> [WORK REQUEST]:
Go through the data below and return each line where the string "QueryBuilder" occurs.

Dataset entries
=== Begin Enclosure ===

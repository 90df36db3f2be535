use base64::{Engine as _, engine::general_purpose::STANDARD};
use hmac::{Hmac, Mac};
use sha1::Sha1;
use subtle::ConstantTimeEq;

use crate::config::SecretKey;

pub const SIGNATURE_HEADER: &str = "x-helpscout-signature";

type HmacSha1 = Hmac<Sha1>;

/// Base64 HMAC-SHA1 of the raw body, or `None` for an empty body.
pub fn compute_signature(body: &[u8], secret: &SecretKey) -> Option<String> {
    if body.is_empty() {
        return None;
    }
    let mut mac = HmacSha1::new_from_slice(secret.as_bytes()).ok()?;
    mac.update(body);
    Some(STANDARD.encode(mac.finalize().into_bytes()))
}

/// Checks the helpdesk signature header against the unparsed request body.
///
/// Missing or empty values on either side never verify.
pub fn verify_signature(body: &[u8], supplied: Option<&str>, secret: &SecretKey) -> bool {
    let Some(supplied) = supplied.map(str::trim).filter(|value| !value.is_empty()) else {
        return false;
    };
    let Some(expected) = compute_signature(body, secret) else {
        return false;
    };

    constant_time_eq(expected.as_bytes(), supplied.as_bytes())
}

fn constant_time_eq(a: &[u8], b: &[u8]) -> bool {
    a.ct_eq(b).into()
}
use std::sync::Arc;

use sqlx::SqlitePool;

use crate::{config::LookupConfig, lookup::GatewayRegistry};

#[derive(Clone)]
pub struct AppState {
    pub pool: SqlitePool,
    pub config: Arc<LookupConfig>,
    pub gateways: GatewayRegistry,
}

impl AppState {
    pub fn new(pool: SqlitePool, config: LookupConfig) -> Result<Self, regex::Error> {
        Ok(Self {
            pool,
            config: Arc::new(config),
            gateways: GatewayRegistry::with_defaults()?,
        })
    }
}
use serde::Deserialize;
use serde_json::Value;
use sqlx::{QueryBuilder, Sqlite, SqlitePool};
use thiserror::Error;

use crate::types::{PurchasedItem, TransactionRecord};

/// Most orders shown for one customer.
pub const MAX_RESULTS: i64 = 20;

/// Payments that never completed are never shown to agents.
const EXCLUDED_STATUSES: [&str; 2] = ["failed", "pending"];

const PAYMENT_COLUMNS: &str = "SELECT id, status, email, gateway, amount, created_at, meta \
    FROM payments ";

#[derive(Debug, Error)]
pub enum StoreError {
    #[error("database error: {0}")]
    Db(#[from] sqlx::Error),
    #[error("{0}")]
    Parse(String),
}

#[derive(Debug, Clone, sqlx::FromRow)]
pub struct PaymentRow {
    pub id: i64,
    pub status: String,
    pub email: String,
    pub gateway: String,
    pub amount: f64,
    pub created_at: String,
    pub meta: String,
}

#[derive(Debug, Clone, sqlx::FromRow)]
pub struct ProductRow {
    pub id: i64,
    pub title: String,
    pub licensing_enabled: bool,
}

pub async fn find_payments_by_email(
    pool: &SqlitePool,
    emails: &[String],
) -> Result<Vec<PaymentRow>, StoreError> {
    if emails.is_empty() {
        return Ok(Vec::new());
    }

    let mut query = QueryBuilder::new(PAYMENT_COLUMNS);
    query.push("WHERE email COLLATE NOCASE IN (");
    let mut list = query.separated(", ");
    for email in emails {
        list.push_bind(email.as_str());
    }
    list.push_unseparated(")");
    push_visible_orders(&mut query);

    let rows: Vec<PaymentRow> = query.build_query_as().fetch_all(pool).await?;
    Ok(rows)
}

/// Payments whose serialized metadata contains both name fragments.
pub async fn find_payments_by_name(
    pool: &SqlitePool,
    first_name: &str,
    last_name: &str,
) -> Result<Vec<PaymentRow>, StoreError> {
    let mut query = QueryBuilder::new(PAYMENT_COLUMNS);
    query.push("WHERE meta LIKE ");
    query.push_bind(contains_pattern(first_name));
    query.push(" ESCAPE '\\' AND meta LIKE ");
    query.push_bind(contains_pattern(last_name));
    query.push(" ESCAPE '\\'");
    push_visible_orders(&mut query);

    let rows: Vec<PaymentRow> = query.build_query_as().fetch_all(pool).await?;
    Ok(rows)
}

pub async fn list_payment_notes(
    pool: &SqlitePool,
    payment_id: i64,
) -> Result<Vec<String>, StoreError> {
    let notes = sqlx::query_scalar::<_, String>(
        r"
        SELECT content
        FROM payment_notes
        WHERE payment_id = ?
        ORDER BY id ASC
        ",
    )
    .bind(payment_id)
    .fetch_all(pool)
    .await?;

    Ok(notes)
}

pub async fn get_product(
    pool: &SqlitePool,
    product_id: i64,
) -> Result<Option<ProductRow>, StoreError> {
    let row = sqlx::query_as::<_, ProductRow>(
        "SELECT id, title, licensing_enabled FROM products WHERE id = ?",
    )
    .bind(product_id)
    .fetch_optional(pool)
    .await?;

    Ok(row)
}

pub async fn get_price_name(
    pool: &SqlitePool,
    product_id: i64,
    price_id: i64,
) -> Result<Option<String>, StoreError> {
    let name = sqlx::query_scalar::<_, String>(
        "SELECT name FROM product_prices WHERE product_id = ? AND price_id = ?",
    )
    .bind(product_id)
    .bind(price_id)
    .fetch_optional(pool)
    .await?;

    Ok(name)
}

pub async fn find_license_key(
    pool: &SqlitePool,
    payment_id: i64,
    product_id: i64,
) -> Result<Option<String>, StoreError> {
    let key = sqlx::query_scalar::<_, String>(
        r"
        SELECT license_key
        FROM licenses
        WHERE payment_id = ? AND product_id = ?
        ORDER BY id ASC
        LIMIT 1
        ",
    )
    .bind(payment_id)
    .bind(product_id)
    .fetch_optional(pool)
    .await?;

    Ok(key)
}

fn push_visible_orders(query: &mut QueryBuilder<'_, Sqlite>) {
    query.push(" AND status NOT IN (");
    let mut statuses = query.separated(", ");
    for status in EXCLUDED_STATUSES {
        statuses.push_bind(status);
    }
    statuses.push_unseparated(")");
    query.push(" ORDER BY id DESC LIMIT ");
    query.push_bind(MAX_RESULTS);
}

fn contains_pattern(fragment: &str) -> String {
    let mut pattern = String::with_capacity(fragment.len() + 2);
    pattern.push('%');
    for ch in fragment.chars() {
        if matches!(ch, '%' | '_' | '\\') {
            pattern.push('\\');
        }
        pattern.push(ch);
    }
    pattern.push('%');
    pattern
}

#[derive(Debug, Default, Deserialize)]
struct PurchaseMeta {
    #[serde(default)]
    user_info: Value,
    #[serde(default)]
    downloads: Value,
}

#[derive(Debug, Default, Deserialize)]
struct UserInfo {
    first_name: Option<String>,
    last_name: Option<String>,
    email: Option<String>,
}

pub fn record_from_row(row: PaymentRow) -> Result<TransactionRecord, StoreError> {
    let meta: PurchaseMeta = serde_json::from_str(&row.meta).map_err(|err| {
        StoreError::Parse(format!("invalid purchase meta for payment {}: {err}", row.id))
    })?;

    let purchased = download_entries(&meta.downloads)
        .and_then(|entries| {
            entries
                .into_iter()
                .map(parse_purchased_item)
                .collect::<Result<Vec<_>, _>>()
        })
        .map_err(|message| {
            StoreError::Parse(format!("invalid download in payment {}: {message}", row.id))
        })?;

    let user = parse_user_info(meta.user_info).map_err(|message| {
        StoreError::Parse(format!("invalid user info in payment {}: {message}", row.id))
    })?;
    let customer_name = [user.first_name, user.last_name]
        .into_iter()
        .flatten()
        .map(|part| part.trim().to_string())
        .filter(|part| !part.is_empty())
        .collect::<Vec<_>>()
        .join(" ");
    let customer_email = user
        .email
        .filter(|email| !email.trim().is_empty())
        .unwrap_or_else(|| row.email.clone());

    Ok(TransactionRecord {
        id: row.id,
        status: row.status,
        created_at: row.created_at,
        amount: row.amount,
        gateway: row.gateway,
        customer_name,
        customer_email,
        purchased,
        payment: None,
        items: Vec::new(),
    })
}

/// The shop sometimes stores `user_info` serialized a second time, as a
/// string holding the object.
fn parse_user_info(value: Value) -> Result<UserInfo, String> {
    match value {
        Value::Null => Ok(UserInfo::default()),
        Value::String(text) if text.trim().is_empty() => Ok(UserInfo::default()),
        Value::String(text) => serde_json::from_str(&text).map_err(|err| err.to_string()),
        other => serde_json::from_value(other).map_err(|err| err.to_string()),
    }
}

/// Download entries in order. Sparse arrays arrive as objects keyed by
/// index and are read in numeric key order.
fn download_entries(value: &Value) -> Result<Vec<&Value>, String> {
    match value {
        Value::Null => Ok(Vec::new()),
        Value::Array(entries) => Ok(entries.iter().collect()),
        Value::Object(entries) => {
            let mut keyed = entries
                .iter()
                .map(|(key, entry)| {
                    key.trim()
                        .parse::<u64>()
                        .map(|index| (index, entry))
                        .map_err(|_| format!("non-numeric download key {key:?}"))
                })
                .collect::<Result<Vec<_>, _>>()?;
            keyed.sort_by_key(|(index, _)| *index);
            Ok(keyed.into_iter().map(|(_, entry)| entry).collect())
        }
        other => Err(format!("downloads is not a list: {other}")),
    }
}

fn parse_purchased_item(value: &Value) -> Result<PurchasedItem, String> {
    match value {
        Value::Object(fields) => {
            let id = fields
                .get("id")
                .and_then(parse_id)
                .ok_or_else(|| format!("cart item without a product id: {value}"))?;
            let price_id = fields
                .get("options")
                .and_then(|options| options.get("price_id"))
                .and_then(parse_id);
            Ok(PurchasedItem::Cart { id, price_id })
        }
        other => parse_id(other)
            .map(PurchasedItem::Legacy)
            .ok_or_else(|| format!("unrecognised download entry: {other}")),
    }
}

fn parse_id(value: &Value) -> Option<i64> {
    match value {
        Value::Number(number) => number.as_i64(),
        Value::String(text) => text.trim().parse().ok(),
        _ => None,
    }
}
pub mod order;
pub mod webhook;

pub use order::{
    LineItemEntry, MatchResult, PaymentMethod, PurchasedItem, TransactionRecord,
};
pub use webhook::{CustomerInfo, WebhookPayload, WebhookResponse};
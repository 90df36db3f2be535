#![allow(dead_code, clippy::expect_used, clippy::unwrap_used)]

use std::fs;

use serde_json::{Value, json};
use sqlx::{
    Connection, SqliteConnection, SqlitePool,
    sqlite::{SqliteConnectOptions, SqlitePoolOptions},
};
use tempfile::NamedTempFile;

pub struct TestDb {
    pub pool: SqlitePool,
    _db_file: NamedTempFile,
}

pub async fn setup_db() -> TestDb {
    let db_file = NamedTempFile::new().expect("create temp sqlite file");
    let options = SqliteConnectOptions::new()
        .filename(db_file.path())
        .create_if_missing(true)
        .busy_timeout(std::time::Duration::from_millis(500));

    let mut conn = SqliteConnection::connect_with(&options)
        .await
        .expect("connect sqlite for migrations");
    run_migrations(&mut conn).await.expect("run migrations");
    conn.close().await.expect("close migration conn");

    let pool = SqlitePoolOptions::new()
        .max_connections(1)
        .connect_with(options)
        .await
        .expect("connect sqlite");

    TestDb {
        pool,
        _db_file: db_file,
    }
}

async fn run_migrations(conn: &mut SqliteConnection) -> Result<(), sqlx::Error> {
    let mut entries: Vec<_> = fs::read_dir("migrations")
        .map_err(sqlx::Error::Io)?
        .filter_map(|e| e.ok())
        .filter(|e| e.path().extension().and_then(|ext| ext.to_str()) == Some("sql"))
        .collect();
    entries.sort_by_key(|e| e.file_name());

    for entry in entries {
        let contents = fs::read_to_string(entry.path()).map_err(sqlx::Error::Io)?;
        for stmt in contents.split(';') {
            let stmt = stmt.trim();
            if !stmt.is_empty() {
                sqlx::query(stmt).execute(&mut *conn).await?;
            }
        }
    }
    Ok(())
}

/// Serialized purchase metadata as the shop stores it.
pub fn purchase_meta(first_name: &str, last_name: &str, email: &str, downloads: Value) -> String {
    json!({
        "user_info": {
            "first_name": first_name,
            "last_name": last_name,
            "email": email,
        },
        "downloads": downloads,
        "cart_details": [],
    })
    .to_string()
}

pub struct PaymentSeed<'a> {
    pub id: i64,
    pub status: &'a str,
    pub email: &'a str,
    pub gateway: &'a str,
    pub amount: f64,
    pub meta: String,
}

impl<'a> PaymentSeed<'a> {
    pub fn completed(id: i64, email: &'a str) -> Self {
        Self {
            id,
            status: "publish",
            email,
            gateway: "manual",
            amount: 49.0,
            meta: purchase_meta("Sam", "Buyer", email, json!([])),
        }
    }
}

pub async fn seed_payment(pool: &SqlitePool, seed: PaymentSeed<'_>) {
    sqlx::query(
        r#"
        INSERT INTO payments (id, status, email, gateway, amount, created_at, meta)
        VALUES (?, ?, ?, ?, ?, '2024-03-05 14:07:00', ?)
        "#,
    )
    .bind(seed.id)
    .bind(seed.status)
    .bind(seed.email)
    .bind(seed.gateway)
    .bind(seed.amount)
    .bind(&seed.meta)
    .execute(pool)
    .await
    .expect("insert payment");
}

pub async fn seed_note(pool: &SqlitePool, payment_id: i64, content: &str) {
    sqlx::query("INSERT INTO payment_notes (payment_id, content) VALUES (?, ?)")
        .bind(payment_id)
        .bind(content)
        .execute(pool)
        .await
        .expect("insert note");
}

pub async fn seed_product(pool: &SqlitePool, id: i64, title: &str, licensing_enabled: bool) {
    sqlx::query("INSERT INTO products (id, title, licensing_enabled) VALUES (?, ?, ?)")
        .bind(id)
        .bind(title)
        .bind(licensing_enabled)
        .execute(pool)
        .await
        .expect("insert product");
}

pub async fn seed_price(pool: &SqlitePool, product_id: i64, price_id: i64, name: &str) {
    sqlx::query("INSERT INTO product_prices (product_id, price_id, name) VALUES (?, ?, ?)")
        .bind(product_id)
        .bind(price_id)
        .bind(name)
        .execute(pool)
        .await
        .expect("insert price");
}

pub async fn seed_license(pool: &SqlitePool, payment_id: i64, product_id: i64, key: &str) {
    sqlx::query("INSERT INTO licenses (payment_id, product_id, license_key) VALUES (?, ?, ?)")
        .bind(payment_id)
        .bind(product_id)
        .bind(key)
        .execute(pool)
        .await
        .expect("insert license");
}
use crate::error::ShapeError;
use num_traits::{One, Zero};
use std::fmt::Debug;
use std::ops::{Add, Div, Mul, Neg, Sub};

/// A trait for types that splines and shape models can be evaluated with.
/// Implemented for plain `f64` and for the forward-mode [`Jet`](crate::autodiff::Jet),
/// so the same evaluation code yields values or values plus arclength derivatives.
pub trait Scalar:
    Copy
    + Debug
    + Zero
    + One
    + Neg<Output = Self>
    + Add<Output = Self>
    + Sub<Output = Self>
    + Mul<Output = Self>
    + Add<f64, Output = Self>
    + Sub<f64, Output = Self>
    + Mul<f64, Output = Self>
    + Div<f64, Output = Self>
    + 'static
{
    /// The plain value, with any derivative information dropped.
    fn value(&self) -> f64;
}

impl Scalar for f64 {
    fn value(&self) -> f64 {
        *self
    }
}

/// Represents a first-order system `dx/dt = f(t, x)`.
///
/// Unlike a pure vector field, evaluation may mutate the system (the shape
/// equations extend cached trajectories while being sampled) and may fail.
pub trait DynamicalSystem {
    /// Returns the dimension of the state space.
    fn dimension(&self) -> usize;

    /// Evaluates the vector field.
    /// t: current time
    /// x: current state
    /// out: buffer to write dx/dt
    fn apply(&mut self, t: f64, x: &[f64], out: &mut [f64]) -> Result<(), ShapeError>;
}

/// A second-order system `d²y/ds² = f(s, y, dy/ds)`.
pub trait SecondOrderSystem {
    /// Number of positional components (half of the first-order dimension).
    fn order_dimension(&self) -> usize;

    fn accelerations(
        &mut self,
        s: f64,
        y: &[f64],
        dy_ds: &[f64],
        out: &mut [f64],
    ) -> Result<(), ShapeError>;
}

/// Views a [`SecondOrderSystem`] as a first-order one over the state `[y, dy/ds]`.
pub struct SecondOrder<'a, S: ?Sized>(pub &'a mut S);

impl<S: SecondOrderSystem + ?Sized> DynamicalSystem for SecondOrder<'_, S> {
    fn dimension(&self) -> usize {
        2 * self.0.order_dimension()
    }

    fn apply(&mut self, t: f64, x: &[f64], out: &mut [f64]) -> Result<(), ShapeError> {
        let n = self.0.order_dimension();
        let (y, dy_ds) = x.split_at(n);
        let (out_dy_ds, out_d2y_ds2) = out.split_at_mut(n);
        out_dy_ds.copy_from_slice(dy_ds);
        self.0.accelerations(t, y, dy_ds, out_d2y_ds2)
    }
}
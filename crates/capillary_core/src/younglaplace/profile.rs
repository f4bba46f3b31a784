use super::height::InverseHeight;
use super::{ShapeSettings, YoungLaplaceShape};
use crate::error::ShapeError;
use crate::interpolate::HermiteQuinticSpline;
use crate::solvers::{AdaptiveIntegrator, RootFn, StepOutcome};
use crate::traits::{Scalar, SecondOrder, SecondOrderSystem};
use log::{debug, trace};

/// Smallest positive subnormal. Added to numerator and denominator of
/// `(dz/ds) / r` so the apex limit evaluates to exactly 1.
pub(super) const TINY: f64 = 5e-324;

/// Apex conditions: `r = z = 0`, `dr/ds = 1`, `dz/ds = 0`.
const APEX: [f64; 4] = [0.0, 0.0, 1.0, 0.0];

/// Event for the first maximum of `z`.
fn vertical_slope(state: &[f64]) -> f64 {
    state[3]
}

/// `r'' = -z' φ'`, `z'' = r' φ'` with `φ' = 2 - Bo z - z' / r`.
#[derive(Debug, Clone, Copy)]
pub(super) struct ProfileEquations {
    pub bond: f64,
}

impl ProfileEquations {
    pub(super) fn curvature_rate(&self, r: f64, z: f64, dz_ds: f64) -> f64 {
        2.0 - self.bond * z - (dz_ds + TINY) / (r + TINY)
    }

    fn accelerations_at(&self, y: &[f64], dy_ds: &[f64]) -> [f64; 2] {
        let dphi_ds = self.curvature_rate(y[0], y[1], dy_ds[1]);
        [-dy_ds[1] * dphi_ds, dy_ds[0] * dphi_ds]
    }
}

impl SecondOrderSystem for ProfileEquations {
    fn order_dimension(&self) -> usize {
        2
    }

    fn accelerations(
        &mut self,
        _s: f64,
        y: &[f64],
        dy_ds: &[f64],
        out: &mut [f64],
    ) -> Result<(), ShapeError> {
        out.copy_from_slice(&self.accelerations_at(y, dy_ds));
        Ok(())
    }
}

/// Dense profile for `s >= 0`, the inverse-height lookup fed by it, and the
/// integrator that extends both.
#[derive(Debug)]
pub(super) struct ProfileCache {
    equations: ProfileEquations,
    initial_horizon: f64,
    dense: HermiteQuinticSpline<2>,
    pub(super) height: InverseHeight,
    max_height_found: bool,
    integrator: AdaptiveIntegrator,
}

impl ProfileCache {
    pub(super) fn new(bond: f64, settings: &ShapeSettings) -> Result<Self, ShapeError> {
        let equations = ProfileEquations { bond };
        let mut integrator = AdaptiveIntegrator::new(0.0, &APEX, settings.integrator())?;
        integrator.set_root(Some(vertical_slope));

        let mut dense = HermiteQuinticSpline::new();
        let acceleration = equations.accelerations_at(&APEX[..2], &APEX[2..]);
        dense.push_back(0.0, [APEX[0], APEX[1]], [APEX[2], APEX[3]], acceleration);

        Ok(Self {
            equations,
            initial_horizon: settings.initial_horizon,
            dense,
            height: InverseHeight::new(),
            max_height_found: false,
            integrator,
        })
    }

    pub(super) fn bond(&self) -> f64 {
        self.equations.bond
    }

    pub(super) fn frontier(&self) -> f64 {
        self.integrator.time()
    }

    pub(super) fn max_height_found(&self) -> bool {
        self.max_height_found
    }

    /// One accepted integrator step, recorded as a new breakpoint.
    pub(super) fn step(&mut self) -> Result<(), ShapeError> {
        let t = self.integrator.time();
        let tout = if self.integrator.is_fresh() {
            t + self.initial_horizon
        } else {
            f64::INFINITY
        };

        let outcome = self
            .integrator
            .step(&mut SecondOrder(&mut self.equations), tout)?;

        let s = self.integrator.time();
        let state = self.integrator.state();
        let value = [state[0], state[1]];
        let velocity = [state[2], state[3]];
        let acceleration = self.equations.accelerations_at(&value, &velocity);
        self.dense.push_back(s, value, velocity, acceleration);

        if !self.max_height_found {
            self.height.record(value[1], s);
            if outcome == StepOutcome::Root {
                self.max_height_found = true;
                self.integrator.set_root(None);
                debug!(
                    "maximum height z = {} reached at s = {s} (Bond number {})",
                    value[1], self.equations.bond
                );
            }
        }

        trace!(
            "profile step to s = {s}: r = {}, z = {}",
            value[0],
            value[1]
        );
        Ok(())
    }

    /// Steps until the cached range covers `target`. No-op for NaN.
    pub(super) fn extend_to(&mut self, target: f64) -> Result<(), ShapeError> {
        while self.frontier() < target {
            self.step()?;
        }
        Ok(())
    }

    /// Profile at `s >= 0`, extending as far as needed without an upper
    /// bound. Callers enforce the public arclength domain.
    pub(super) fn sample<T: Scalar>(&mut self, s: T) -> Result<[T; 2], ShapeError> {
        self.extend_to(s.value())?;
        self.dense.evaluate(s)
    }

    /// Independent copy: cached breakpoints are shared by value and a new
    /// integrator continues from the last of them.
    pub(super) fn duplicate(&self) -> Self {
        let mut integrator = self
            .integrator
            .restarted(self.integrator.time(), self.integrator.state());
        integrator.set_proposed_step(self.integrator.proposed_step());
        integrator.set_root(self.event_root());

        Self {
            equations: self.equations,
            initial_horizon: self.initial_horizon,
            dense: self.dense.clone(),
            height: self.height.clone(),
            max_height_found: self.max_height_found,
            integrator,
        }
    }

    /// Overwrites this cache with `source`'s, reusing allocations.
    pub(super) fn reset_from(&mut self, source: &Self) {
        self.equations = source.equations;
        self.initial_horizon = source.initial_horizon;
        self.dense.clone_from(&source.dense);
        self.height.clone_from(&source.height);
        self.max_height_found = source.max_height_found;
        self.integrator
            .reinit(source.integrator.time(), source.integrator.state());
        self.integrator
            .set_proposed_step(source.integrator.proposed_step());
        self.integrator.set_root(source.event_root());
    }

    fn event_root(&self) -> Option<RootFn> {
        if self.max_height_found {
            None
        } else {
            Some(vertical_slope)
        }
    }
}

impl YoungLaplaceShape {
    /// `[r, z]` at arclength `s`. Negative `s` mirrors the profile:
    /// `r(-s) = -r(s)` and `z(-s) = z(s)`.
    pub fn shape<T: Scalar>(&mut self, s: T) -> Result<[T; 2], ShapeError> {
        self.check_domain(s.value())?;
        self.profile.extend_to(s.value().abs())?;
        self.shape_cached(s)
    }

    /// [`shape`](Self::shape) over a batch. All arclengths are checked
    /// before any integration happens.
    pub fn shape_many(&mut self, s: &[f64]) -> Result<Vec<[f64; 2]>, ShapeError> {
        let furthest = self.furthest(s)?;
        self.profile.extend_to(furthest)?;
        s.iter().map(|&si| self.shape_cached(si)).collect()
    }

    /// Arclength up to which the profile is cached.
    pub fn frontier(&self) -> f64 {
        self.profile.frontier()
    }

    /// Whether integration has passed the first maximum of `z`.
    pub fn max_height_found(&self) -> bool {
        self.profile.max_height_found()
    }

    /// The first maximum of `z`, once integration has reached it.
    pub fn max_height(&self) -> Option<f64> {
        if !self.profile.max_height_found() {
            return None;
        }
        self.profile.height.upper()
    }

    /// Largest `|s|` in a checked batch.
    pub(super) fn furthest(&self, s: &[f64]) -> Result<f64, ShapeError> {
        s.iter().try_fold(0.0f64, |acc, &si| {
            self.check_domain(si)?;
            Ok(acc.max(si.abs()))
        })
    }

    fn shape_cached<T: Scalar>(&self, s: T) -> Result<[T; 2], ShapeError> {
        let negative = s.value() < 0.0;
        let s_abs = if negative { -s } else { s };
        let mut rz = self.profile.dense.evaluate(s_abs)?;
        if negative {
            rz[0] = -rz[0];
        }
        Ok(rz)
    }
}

=== End Enclosure ===

> [EXPECTED OUTPUT]:
use sqlx::{QueryBuilder, Sqlite, SqlitePool};
    let mut query = QueryBuilder::new(PAYMENT_COLUMNS);
    let mut query = QueryBuilder::new(PAYMENT_COLUMNS);
fn push_visible_orders(query: &mut QueryBuilder<'_, Sqlite>) {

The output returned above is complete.